> _Task objective_
Every line of the entries below from the one containing "let mut energies" to the one containing "if energy <= energies[i]", both ends included, must be written out exactly. No other line belongs in the answer.

[Collected data]

- Opening Delimiter -

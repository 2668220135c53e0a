//! Differential evolution and the design optimisations built on it.

use rand::seq::SliceRandom;
use rand::Rng;
use refl_core::errors::{ErrorInfo, ReflError};
use refl_core::RngHandle;
use refl_info::{min_eigenvalue, underlayer_info, MagneticUnderlayerInfo};
use refl_model::{ContrastSample, SampleYig, Underlayer};
use refl_sim::{AngleTime, DirectBeam};
use serde::{Deserialize, Serialize};
use tracing::debug;

use crate::kinetics::kinetic_information;
use crate::sweep::Scheduler;
use crate::target::DesignTarget;

/// Lower bound on the fraction of the total time given to any angle.
const MIN_TIME_SPLIT: f64 = 0.01;

/// Options for [`differential_evolution`].
#[derive(Debug, Clone, PartialEq, Serialize, Deserialize)]
pub struct DifferentialEvolutionOptions {
    /// Population size per dimension.
    #[serde(default = "DifferentialEvolutionOptions::default_popsize")]
    pub popsize: usize,
    /// Generation limit.
    #[serde(default = "DifferentialEvolutionOptions::default_max_generations")]
    pub max_generations: usize,
    /// Range the mutation factor is dithered over each generation.
    #[serde(default = "DifferentialEvolutionOptions::default_mutation")]
    pub mutation: (f64, f64),
    /// Crossover probability.
    #[serde(default = "DifferentialEvolutionOptions::default_recombination")]
    pub recombination: f64,
    /// Relative tolerance on the spread of population energies.
    #[serde(default = "DifferentialEvolutionOptions::default_tol")]
    pub tol: f64,
    /// Absolute tolerance on the spread of population energies.
    #[serde(default)]
    pub atol: f64,
    /// Scheduler the members of a generation are evaluated on.
    #[serde(default)]
    pub scheduler: Scheduler,
}

impl DifferentialEvolutionOptions {
    const fn default_popsize() -> usize {
        15
    }

    const fn default_max_generations() -> usize {
        1000
    }

    const fn default_mutation() -> (f64, f64) {
        (0.5, 1.0)
    }

    const fn default_recombination() -> f64 {
        0.7
    }

    const fn default_tol() -> f64 {
        0.001
    }
}

impl Default for DifferentialEvolutionOptions {
    fn default() -> Self {
        Self {
            popsize: Self::default_popsize(),
            max_generations: Self::default_max_generations(),
            mutation: Self::default_mutation(),
            recombination: Self::default_recombination(),
            tol: Self::default_tol(),
            atol: 0.0,
            scheduler: Scheduler::default(),
        }
    }
}

/// Best point found by [`differential_evolution`].
#[derive(Debug, Clone, PartialEq, Serialize, Deserialize)]
pub struct OptimisationResult {
    /// Best point, in the original variables.
    pub x: Vec<f64>,
    /// Objective value at `x`.
    pub fun: f64,
    /// Generations run.
    pub generations: usize,
    /// Objective evaluations.
    pub evaluations: usize,
    /// Whether the tolerance was met before the generation limit.
    pub converged: bool,
}

fn invalid_bounds(message: &str, dim: usize) -> ReflError {
    ReflError::Design(
        ErrorInfo::new("optimise-bounds", message).with_context("dimension", dim.to_string()),
    )
}

/// Minimises `objective` within `bounds` using the `best/1/bin` strategy.
///
/// Trial vectors of a generation are all evaluated before any member is
/// replaced, so evaluation order does not affect the result. The initial
/// population is a Latin hypercube. The search stops when the standard
/// deviation of the population energies drops below
/// `atol + tol * |mean energy|`.
pub fn differential_evolution<F>(
    objective: F,
    bounds: &[(f64, f64)],
    options: &DifferentialEvolutionOptions,
    seed: u64,
) -> Result<OptimisationResult, ReflError>
where
    F: Fn(&[f64]) -> Result<f64, ReflError> + Sync + Send,
{
    let dim = bounds.len();
    if dim == 0 {
        return Err(invalid_bounds("at least one variable is required", 0));
    }
    for (i, &(lo, hi)) in bounds.iter().enumerate() {
        if !(lo.is_finite() && hi.is_finite() && lo < hi) {
            return Err(invalid_bounds("bounds must be finite with low < high", i));
        }
    }
    let pop_size = (options.popsize * dim).max(5);
    let mut rng = RngHandle::from_seed(seed);
    let scale = |unit: &[f64]| -> Vec<f64> {
        unit.iter()
            .zip(bounds)
            .map(|(u, (lo, hi))| lo + u * (hi - lo))
            .collect()
    };
    let evaluate = |members: &[Vec<f64>]| -> Result<Vec<f64>, ReflError> {
        options
            .scheduler
            .map("differential_evolution", members.len(), |idx| {
                let value = objective(&scale(&members[idx]))?;
                Ok(if value.is_finite() { value } else { f64::INFINITY })
            })
    };

    let mut population = latin_hypercube(pop_size, dim, &mut rng);
    let mut energies = evaluate(&population)?;
    let mut evaluations = pop_size;
    let mut generations = 0;
    let mut converged = converged_population(&energies, options);

    while !converged && generations < options.max_generations {
        generations += 1;
        let best = argmin(&energies);
        let (f_lo, f_hi) = options.mutation;
        let factor = if f_hi > f_lo { rng.gen_range(f_lo..f_hi) } else { f_lo };

        let trials: Vec<Vec<f64>> = (0..pop_size)
            .map(|i| {
                let (r1, r2) = pick_two(pop_size, i, &mut rng);
                let forced = rng.gen_range(0..dim);
                (0..dim)
                    .map(|j| {
                        if j == forced || rng.gen::<f64>() < options.recombination {
                            let mutant = population[best][j]
                                + factor * (population[r1][j] - population[r2][j]);
                            if (0.0..=1.0).contains(&mutant) {
                                mutant
                            } else {
                                rng.gen::<f64>()
                            }
                        } else {
                            population[i][j]
                        }
                    })
                    .collect()
            })
            .collect();
        let trial_energies = evaluate(&trials)?;
        evaluations += pop_size;
        for (i, (trial, energy)) in trials.into_iter().zip(trial_energies).enumerate() {
            if energy <= energies[i] {
                population[i] = trial;
                energies[i] = energy;
            }
        }
        converged = converged_population(&energies, options);
        debug!(generation = generations, best = energies[argmin(&energies)], "differential evolution");
    }

    let best = argmin(&energies);
    Ok(OptimisationResult {
        x: scale(&population[best]),
        fun: energies[best],
        generations,
        evaluations,
        converged,
    })
}

fn latin_hypercube(samples: usize, dim: usize, rng: &mut RngHandle) -> Vec<Vec<f64>> {
    let mut population = vec![vec![0.0; dim]; samples];
    for j in 0..dim {
        let mut slots: Vec<usize> = (0..samples).collect();
        slots.shuffle(rng);
        for (member, slot) in population.iter_mut().zip(slots) {
            member[j] = (slot as f64 + rng.gen::<f64>()) / samples as f64;
        }
    }
    population
}

fn pick_two(n: usize, exclude: usize, rng: &mut RngHandle) -> (usize, usize) {
    let mut candidates: Vec<usize> = (0..n).filter(|&k| k != exclude).collect();
    candidates.shuffle(rng);
    (candidates[0], candidates[1])
}

fn argmin(values: &[f64]) -> usize {
    values
        .iter()
        .enumerate()
        .min_by(|a, b| a.1.total_cmp(b.1))
        .map(|(idx, _)| idx)
        .unwrap_or(0)
}

fn converged_population(energies: &[f64], options: &DifferentialEvolutionOptions) -> bool {
    if energies.iter().any(|e| !e.is_finite()) {
        return false;
    }
    let n = energies.len() as f64;
    let mean = energies.iter().sum::<f64>() / n;
    let std = (energies.iter().map(|e| (e - mean).powi(2)).sum::<f64>() / n).sqrt();
    std <= options.atol + options.tol * mean.abs()
}

/// Optimised measurement angles and the share of the total time each receives.
#[derive(Debug, Clone, PartialEq, Serialize, Deserialize)]
pub struct OptimisedAngleTimes {
    /// Angles and their share of the total time.
    pub angle_times: Vec<AngleTime>,
    /// Minimum eigenvalue of the optimised design.
    pub objective: f64,
    /// Raw optimiser result.
    pub result: OptimisationResult,
}

fn split_times(angles: &[f64], splits: &[f64], points: usize, total_time: f64) -> Vec<AngleTime> {
    let sum: f64 = splits.iter().sum();
    angles
        .iter()
        .zip(splits)
        .map(|(&angle, &split)| AngleTime::new(angle, points, total_time * split / sum))
        .collect()
}

/// Chooses `num_angles` angles and the split of `total_time` between them.
#[allow(clippy::too_many_arguments)]
pub fn optimise_angle_times(
    target: DesignTarget<'_>,
    num_angles: usize,
    angle_bounds: (f64, f64),
    points: usize,
    total_time: f64,
    beam: &DirectBeam,
    options: &DifferentialEvolutionOptions,
    seed: u64,
) -> Result<OptimisedAngleTimes, ReflError> {
    let bounds: Vec<(f64, f64)> = std::iter::repeat(angle_bounds)
        .take(num_angles)
        .chain(std::iter::repeat((MIN_TIME_SPLIT, 1.0)).take(num_angles))
        .collect();
    let result = differential_evolution(
        |x| {
            let plan = split_times(&x[..num_angles], &x[num_angles..], points, total_time);
            Ok(-min_eigenvalue(&target.information(&plan, beam)?))
        },
        &bounds,
        options,
        seed,
    )?;
    let angle_times = split_times(
        &result.x[..num_angles],
        &result.x[num_angles..],
        points,
        total_time,
    );
    Ok(OptimisedAngleTimes {
        angle_times,
        objective: -result.fun,
        result,
    })
}

/// Optimised underlayers beneath a contrast sample.
#[derive(Debug, Clone, PartialEq, Serialize, Deserialize)]
pub struct OptimisedUnderlayers {
    /// Thickness and SLD of each underlayer.
    pub underlayers: Vec<Underlayer>,
    /// Minimum eigenvalue of the optimised design.
    pub objective: f64,
    /// Raw optimiser result.
    pub result: OptimisationResult,
}

fn underlayers_from(x: &[f64], count: usize) -> Vec<Underlayer> {
    x[..count]
        .iter()
        .zip(&x[count..])
        .map(|(&thick, &sld)| Underlayer { thick, sld })
        .collect()
}

/// Chooses the thickness and SLD of `num_underlayers` underlayers.
#[allow(clippy::too_many_arguments)]
pub fn optimise_underlayers<S: ContrastSample + ?Sized>(
    sample: &S,
    num_underlayers: usize,
    angle_times: &[AngleTime],
    contrasts: &[f64],
    thick_bounds: (f64, f64),
    sld_bounds: (f64, f64),
    beam: &DirectBeam,
    options: &DifferentialEvolutionOptions,
    seed: u64,
) -> Result<OptimisedUnderlayers, ReflError> {
    let bounds: Vec<(f64, f64)> = std::iter::repeat(thick_bounds)
        .take(num_underlayers)
        .chain(std::iter::repeat(sld_bounds).take(num_underlayers))
        .collect();
    let result = differential_evolution(
        |x| {
            let underlayers = underlayers_from(x, num_underlayers);
            let g = underlayer_info(sample, angle_times, contrasts, &underlayers, beam)?;
            Ok(-min_eigenvalue(&g))
        },
        &bounds,
        options,
        seed,
    )?;
    Ok(OptimisedUnderlayers {
        underlayers: underlayers_from(&result.x, num_underlayers),
        objective: -result.fun,
        result,
    })
}

/// Optimised angle and contrast of a kinetic measurement.
#[derive(Debug, Clone, PartialEq, Serialize, Deserialize)]
pub struct OptimisedKinetics {
    /// Measurement angle in degrees.
    pub angle: f64,
    /// Bulk water SLD.
    pub contrast: f64,
    /// Information on the kinetic parameter.
    pub objective: f64,
    /// Raw optimiser result.
    pub result: OptimisationResult,
}

/// Chooses the angle and contrast maximising information on the kinetic parameter.
#[allow(clippy::too_many_arguments)]
pub fn optimise_kinetics<S: ContrastSample + ?Sized>(
    sample: &S,
    angle_bounds: (f64, f64),
    contrast_bounds: (f64, f64),
    kinetic_values: &[f64],
    points: usize,
    time: f64,
    beam: &DirectBeam,
    options: &DifferentialEvolutionOptions,
    seed: u64,
) -> Result<OptimisedKinetics, ReflError> {
    let result = differential_evolution(
        |x| {
            let info =
                kinetic_information(sample, x[0], x[1], kinetic_values, points, time, beam)?;
            Ok(-info)
        },
        &[angle_bounds, contrast_bounds],
        options,
        seed,
    )?;
    Ok(OptimisedKinetics {
        angle: result.x[0],
        contrast: result.x[1],
        objective: -result.fun,
        result,
    })
}

/// Optimised YIG and Pt thicknesses.
#[derive(Debug, Clone, PartialEq, Serialize, Deserialize)]
pub struct OptimisedThicknesses {
    /// YIG thickness in Å.
    pub yig_thick: f64,
    /// Pt thickness in Å.
    pub pt_thick: f64,
    /// Information on the Pt magnetic SLD.
    pub objective: f64,
    /// Raw optimiser result.
    pub result: OptimisationResult,
}

/// Chooses the YIG and Pt thicknesses maximising information on the Pt magnetic SLD.
pub fn optimise_yig_thickness(
    yig: &SampleYig,
    angle_times: &[AngleTime],
    yig_bounds: (f64, f64),
    pt_bounds: (f64, f64),
    beam: &DirectBeam,
    options: &DifferentialEvolutionOptions,
    seed: u64,
) -> Result<OptimisedThicknesses, ReflError> {
    let result = differential_evolution(
        |x| {
            let g = yig.underlayer_info(angle_times, x[0], x[1], beam)?;
            Ok(-g[(0, 0)])
        },
        &[yig_bounds, pt_bounds],
        options,
        seed,
    )?;
    Ok(OptimisedThicknesses {
        yig_thick: result.x[0],
        pt_thick: result.x[1],
        objective: -result.fun,
        result,
    })
}

#[cfg(test)]
mod tests {
    use super::*;

    fn sphere(x: &[f64]) -> Result<f64, ReflError> {
        Ok(x.iter().map(|v| (v - 0.3) * (v - 0.3)).sum())
    }

    #[test]
    fn finds_the_minimum_of_a_sphere() {
        let options = DifferentialEvolutionOptions {
            tol: 1e-8,
            atol: 1e-10,
            ..Default::default()
        };
        let result = differential_evolution(sphere, &[(-2.0, 2.0), (-2.0, 2.0)], &options, 1).unwrap();
        assert!(result.fun < 1e-6, "fun = {}", result.fun);
        for x in &result.x {
            assert!((x - 0.3).abs() < 1e-2);
        }
    }

    #[test]
    fn seeded_runs_repeat() {
        let options = DifferentialEvolutionOptions {
            max_generations: 20,
            ..Default::default()
        };
        let a = differential_evolution(sphere, &[(-1.0, 1.0)], &options, 9).unwrap();
        let b = differential_evolution(sphere, &[(-1.0, 1.0)], &options, 9).unwrap();
        assert_eq!(a, b);
        let parallel = DifferentialEvolutionOptions {
            scheduler: Scheduler::parallel(2),
            ..options
        };
        let c = differential_evolution(sphere, &[(-1.0, 1.0)], &parallel, 9).unwrap();
        assert_eq!(a, c);
    }

    #[test]
    fn rejects_empty_bounds() {
        let err = differential_evolution(sphere, &[], &Default::default(), 0).unwrap_err();
        assert_eq!(err.info().code, "optimise-bounds");
        let err =
            differential_evolution(sphere, &[(1.0, 1.0)], &Default::default(), 0).unwrap_err();
        assert_eq!(err.info().code, "optimise-bounds");
    }

    #[test]
    fn time_splits_sum_to_total() {
        let plan = split_times(&[0.7, 2.3], &[1.0, 3.0], 100, 1000.0);
        assert_eq!(plan[0].time, 250.0);
        assert_eq!(plan[1].time, 750.0);
    }
}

- Closing Delimiter -

> _Task answer_
    let mut energies = evaluate(&population)?;
    let mut evaluations = pop_size;
    let mut generations = 0;
    let mut converged = converged_population(&energies, options);

    while !converged && generations < options.max_generations {
        generations += 1;
        let best = argmin(&energies);
        let (f_lo, f_hi) = options.mutation;
        let factor = if f_hi > f_lo { rng.gen_range(f_lo..f_hi) } else { f_lo };

        let trials: Vec<Vec<f64>> = (0..pop_size)
            .map(|i| {
                let (r1, r2) = pick_two(pop_size, i, &mut rng);
                let forced = rng.gen_range(0..dim);
                (0..dim)
                    .map(|j| {
                        if j == forced || rng.gen::<f64>() < options.recombination {
                            let mutant = population[best][j]
                                + factor * (population[r1][j] - population[r2][j]);
                            if (0.0..=1.0).contains(&mutant) {
                                mutant
                            } else {
                                rng.gen::<f64>()
                            }
                        } else {
                            population[i][j]
                        }
                    })
                    .collect()
            })
            .collect();
        let trial_energies = evaluate(&trials)?;
        evaluations += pop_size;
        for (i, (trial, energy)) in trials.into_iter().zip(trial_energies).enumerate() {
            if energy <= energies[i] {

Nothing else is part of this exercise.